Inspiratory muscle weakness is a known consequence of prolonged mechanical ventilation, and there is emerging evidence that specific inspiratory muscle training (IMT) can ameliorate this weakness. Australian researchers recommend a multidisciplinary approach to IMT for patients in the intensive care unit (ICU).
"Effective IMT requires a multidisciplinary approach to maximise feasibility, with doctors, nurses, and therapists working closely to optimise conditions for successful IMT," the research team says. "This multidisciplinary approach to implement IMT in ICU patients should assist clinicians in translating best-available evidence into practice, with the potential to enhance patient recovery."
An article published in the journal Australian Critical Care explains this detailed methodology which has been shown to be safe in selected ventilator-dependent patients and is the only approach which has been shown to increase quality of life in ICU patients.
"This is the first practical guide for clinicians which specifically focuses on IMT in ICU patients," the authors write. "This guide is informed by evidence which has emerged over the past 15 years, including randomised trials of IMT in both ventilator-dependent and independently breathing ICU patients." The importance of multidisciplinary collaboration in the success of this approach cannot be emphasised enough, the authors note.
Inspiratory muscle training is a targeted strengthening of the inspiratory muscles through the application of resistance during inspiration. Despite emerging evidence of its benefits, the authors explain, IMT is not yet standard practice in many ICUs, possibly because of the wide variety of methods reported and a lack of published practical guidelines.
"As patients need to actively participate in IMT, alertness and cooperation are essential," the authors point out. "Patients need to be awake enough to comprehend the purpose of the intermittent loading so that they perceive it as a temporary training stimulus, as opposed to a sign of deterioration or a source of distress.
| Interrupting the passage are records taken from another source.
//! Request and result types flowing through the generation pipelines.

use bon::Builder;
use serde::{Deserialize, Deserializer, Serialize};
use std::fmt;
use std::str::FromStr;

use crate::platform::Platform;

/// Voice the generated copy should be written in
#[derive(Debug, Clone, Copy, Default, PartialEq, Eq, Serialize, Deserialize)]
#[serde(rename_all = "lowercase")]
pub enum Tone {
    #[default]
    Professional,
    Casual,
    Friendly,
    Humorous,
    Inspirational,
    Educational,
}

impl Tone {
    pub const ALL: [Tone; 6] = [
        Tone::Professional,
        Tone::Casual,
        Tone::Friendly,
        Tone::Humorous,
        Tone::Inspirational,
        Tone::Educational,
    ];

    pub fn as_str(&self) -> &'static str {
        match self {
            Tone::Professional => "professional",
            Tone::Casual => "casual",
            Tone::Friendly => "friendly",
            Tone::Humorous => "humorous",
            Tone::Inspirational => "inspirational",
            Tone::Educational => "educational",
        }
    }
}

impl fmt::Display for Tone {
    fn fmt(&self, f: &mut fmt::Formatter<'_>) -> fmt::Result {
        f.write_str(self.as_str())
    }
}

impl FromStr for Tone {
    type Err = String;

    fn from_str(s: &str) -> Result<Self, Self::Err> {
        Tone::ALL
            .into_iter()
            .find(|t| t.as_str().eq_ignore_ascii_case(s.trim()))
            .ok_or_else(|| format!("unknown tone '{s}'"))
    }
}

#[derive(Debug, Clone, Default, PartialEq, Eq, Serialize, Deserialize)]
pub struct BrandVoice {
    #[serde(default)]
    pub tone: String,
    #[serde(default)]
    pub keywords: Vec<String>,
    #[serde(default)]
    pub writing_style: String,
}

#[derive(Debug, Clone, Default, PartialEq, Eq, Serialize, Deserialize)]
pub struct TargetAudience {
    #[serde(default)]
    pub demographics: String,
    #[serde(default)]
    pub pain_points: Vec<String>,
    #[serde(default)]
    pub interests: Vec<String>,
}

/// Niche profile fields used to personalise a generation prompt
#[derive(Debug, Clone, Default, PartialEq, Eq, Serialize, Deserialize)]
pub struct NicheContext {
    #[serde(default, skip_serializing_if = "Option::is_none")]
    pub industry: Option<String>,
    #[serde(default, skip_serializing_if = "Option::is_none")]
    pub brand_voice: Option<BrandVoice>,
    #[serde(default, skip_serializing_if = "Option::is_none")]
    pub target_audience: Option<TargetAudience>,
    #[serde(default, skip_serializing_if = "Vec::is_empty")]
    pub keywords: Vec<String>,
}

impl From<&NicheAnalysisResult> for NicheContext {
    fn from(result: &NicheAnalysisResult) -> Self {
        Self {
            industry: Some(result.industry.clone()),
            brand_voice: Some(result.brand_voice.clone()),
            target_audience: Some(result.target_audience.clone()),
            keywords: result.keywords.clone(),
        }
    }
}

#[derive(Debug, Clone, PartialEq, Eq, Serialize, Deserialize, Builder)]
pub struct ContentGenerationRequest {
    #[builder(into)]
    pub topic: String,
    pub platform: Platform,
    #[serde(default)]
    #[builder(default)]
    pub tone: Tone,
    #[serde(default)]
    #[builder(default)]
    pub include_image: bool,
    #[serde(default, skip_serializing_if = "Option::is_none")]
    #[builder(into)]
    pub image_style: Option<String>,
    #[serde(default, skip_serializing_if = "Option::is_none")]
    pub niche_context: Option<NicheContext>,
}

#[derive(Debug, Clone, PartialEq, Eq, Serialize, Deserialize)]
pub struct GeneratedContent {
    pub body: String,
    pub hashtags: Vec<String>,
    #[serde(default)]
    pub image_url: Option<String>,
    #[serde(default)]
    pub image_prompt: Option<String>,
    pub platform: Platform,
    pub character_count: usize,
    /// Non-fatal platform limit breaches noticed during generation
    #[serde(default, skip_serializing_if = "Vec::is_empty")]
    pub warnings: Vec<String>,
}

#[derive(Debug, Clone, PartialEq, Eq, Serialize, Deserialize)]
pub struct NicheAnalysisRequest {
    pub website_url: String,
    /// Reserved for multi-page expansion; single-page analysis ignores it
    #[serde(default)]
    pub deep_scrape: bool,
}

impl NicheAnalysisRequest {
    pub fn new(website_url: impl Into<String>) -> Self {
        Self {
            website_url: website_url.into(),
            deep_scrape: false,
        }
    }
}

#[derive(Debug, Clone, Default, PartialEq, Eq, Serialize, Deserialize)]
pub struct ContentStrategy {
    #[serde(default)]
    pub topics: Vec<String>,
    /// Posts per week
    #[serde(default, deserialize_with = "lenient_u32")]
    pub frequency: u32,
    #[serde(default)]
    pub best_times: Vec<String>,
    #[serde(default)]
    pub platforms: Vec<String>,
}

#[derive(Debug, Clone, Default, PartialEq, Eq, Serialize, Deserialize)]
pub struct AutopilotConfig {
    #[serde(default)]
    pub enabled: bool,
    #[serde(default)]
    pub content_types: Vec<String>,
    #[serde(default)]
    pub schedule: String,
}

/// Niche profile as returned by the model.
///
/// Every field defaults so that partially filled replies can still be
/// inspected; `validation::validate_analysis` decides whether it is usable.
#[derive(Debug, Clone, Default, PartialEq, Eq, Serialize, Deserialize)]
pub struct NicheAnalysisResult {
    #[serde(default)]
    pub industry: String,
    #[serde(default)]
    pub brand_voice: BrandVoice,
    #[serde(default)]
    pub target_audience: TargetAudience,
    #[serde(default)]
    pub competitors: Vec<String>,
    #[serde(default)]
    pub keywords: Vec<String>,
    #[serde(default)]
    pub content_strategy: ContentStrategy,
    #[serde(default)]
    pub autopilot_config: AutopilotConfig,
}

/// Accepts `3`, `3.0`, `"3"` or `"3 posts per week"`
fn lenient_u32<'de, D>(deserializer: D) -> Result<u32, D::Error>
where
    D: Deserializer<'de>,
{
    let value = serde_json::Value::deserialize(deserializer)?;
    let parsed = match &value {
        serde_json::Value::Number(n) => n
            .as_u64()
            .or_else(|| n.as_f64().filter(|f| *f >= 0.0).map(|f| f.round() as u64)),
        serde_json::Value::String(s) => {
            let digits: String = s.trim().chars().take_while(|c| c.is_ascii_digit()).collect();
            digits.parse::<u64>().ok()
        }
        serde_json::Value::Null => Some(0),
        _ => None,
    };

    parsed
        .and_then(|n| u32::try_from(n).ok())
        .ok_or_else(|| serde::de::Error::custom(format!("expected a weekly post count, got {value}")))
}

#[cfg(test)]
mod tests {
    use super::*;

    #[test]
    fn test_tone_parses_case_insensitively() {
        assert_eq!("Casual".parse::<Tone>().unwrap(), Tone::Casual);
        assert_eq!(" humorous ".parse::<Tone>().unwrap(), Tone::Humorous);
        assert!("sarcastic".parse::<Tone>().is_err());
    }

    #[test]
    fn test_request_builder_defaults() {
        let request = ContentGenerationRequest::builder()
            .topic("Spring sale")
            .platform(Platform::Instagram)
            .build();

        assert_eq!(request.tone, Tone::Professional);
        assert!(!request.include_image);
        assert!(request.image_style.is_none());
        assert!(request.niche_context.is_none());
    }

    #[test]
    fn test_request_deserializes_with_defaults() {
        let request: ContentGenerationRequest =
            serde_json::from_str(r#"{"topic": "Launch day", "platform": "linkedin"}"#).unwrap();
        assert_eq!(request.platform, Platform::Linkedin);
        assert_eq!(request.tone, Tone::Professional);
    }

    #[test]
    fn test_frequency_accepts_loose_values() {
        let strategy: ContentStrategy =
            serde_json::from_str(r#"{"frequency": "4 posts per week"}"#).unwrap();
        assert_eq!(strategy.frequency, 4);

        let strategy: ContentStrategy = serde_json::from_str(r#"{"frequency": 3}"#).unwrap();
        assert_eq!(strategy.frequency, 3);

        assert!(serde_json::from_str::<ContentStrategy>(r#"{"frequency": "often"}"#).is_err());
    }

    #[test]
    fn test_partial_analysis_deserializes() {
        let result: NicheAnalysisResult =
            serde_json::from_str(r#"{"industry": "Bakery"}"#).unwrap();
        assert_eq!(result.industry, "Bakery");
        assert!(result.keywords.is_empty());
        assert!(!result.autopilot_config.enabled);
    }
}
Thus, minimisation of sedation is a crucial component of the multidisciplinary approach to IMT in ICU, and based on our experience, alertness should be titrated to a Riker Sedation Agitation Score of 4 (or equivalent)."
According to the authors, patients who have experienced invasive mechanical ventilation for at least seven days can commence IMT in either the ventilator-dependent phase or when weaned from mechanical ventilation. Intensity should be prescribed based on maximum inspiratory pressure, which is measurable through the tracheostomy or endotracheal tube via the ventilator or a respiratory pressure meter.
Using a removable threshold device, the authors recommend high-intensity training (5 sets of 6 breaths at a minimum of 50 percent of maximum inspiratory pressure) performed once per day, supervised by the physiotherapist, with intensity increased daily such that patients can only just complete the 6th breath in each set.
“Using this high-intensity approach,” the authors say, “IMT is likely to improve not only inspiratory muscle strength but also quality of life in patients recently weaned from mechanical ventilation of seven days' duration or longer.”
There are several conditions where IMT would not be appropriate for ICU patients, for example, in those who are acutely deteriorating, experiencing severe pain or dyspnoea, or who have shifted to a palliative treatment approach, the authors add.